Stored items:
———
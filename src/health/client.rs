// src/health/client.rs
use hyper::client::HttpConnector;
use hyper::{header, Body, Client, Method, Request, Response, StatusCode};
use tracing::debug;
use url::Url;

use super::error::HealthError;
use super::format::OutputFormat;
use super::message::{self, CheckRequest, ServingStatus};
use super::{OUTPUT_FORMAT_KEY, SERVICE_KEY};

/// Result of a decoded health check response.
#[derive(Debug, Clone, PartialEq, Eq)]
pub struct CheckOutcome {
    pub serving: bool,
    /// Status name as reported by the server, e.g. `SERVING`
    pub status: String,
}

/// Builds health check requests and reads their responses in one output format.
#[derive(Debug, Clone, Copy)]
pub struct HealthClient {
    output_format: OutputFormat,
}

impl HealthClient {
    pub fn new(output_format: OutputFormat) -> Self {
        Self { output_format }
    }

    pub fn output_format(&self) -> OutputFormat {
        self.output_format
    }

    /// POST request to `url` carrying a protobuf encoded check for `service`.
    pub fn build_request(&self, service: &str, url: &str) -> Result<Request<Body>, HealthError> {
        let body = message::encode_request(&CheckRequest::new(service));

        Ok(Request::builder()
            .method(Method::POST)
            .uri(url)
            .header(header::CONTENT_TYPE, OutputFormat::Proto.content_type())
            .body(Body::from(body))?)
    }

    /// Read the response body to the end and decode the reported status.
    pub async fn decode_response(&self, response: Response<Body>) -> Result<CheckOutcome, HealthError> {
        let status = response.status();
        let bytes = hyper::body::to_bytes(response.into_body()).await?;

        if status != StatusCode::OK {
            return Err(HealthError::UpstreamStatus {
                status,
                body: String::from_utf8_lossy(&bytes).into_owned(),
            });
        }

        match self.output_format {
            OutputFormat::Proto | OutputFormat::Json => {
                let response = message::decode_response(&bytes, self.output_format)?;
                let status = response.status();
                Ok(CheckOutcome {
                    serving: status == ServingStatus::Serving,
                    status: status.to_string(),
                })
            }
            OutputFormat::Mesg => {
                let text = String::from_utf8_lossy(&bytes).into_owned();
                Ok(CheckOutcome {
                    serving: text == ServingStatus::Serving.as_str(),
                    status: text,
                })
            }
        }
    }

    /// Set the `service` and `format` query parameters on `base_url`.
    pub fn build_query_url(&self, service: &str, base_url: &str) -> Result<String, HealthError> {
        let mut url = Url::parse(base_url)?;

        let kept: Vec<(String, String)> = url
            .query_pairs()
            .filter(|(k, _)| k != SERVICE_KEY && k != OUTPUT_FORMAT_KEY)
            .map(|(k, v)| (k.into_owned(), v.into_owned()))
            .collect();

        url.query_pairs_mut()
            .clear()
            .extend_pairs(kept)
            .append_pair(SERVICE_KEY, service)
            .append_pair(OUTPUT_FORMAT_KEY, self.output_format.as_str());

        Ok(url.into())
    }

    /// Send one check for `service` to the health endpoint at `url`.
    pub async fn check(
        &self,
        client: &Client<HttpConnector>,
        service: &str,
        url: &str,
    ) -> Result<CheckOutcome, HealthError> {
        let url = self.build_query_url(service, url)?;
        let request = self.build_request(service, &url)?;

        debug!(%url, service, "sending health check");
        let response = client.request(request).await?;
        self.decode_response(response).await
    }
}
———
If a line falls between the first line of the records and the line containing "POST request to", inclusive, repeat it exactly; leave out all others.

filename src/health/client.rs
// src/health/client.rs
use hyper::client::HttpConnector;
use hyper::{header, Body, Client, Method, Request, Response, StatusCode};
use tracing::debug;
use url::Url;

use super::error::HealthError;
use super::format::OutputFormat;
use super::message::{self, CheckRequest, ServingStatus};
use super::{OUTPUT_FORMAT_KEY, SERVICE_KEY};

/// Result of a decoded health check response.
#[derive(Debug, Clone, PartialEq, Eq)]
pub struct CheckOutcome {
    pub serving: bool,
    /// Status name as reported by the server, e.g. `SERVING`
    pub status: String,
}

/// Builds health check requests and reads their responses in one output format.
#[derive(Debug, Clone, Copy)]
pub struct HealthClient {
    output_format: OutputFormat,
}

impl HealthClient {
    pub fn new(output_format: OutputFormat) -> Self {
        Self { output_format }
    }

    pub fn output_format(&self) -> OutputFormat {
        self.output_format
    }

    /// POST request to `url` carrying a protobuf encoded check for `service`.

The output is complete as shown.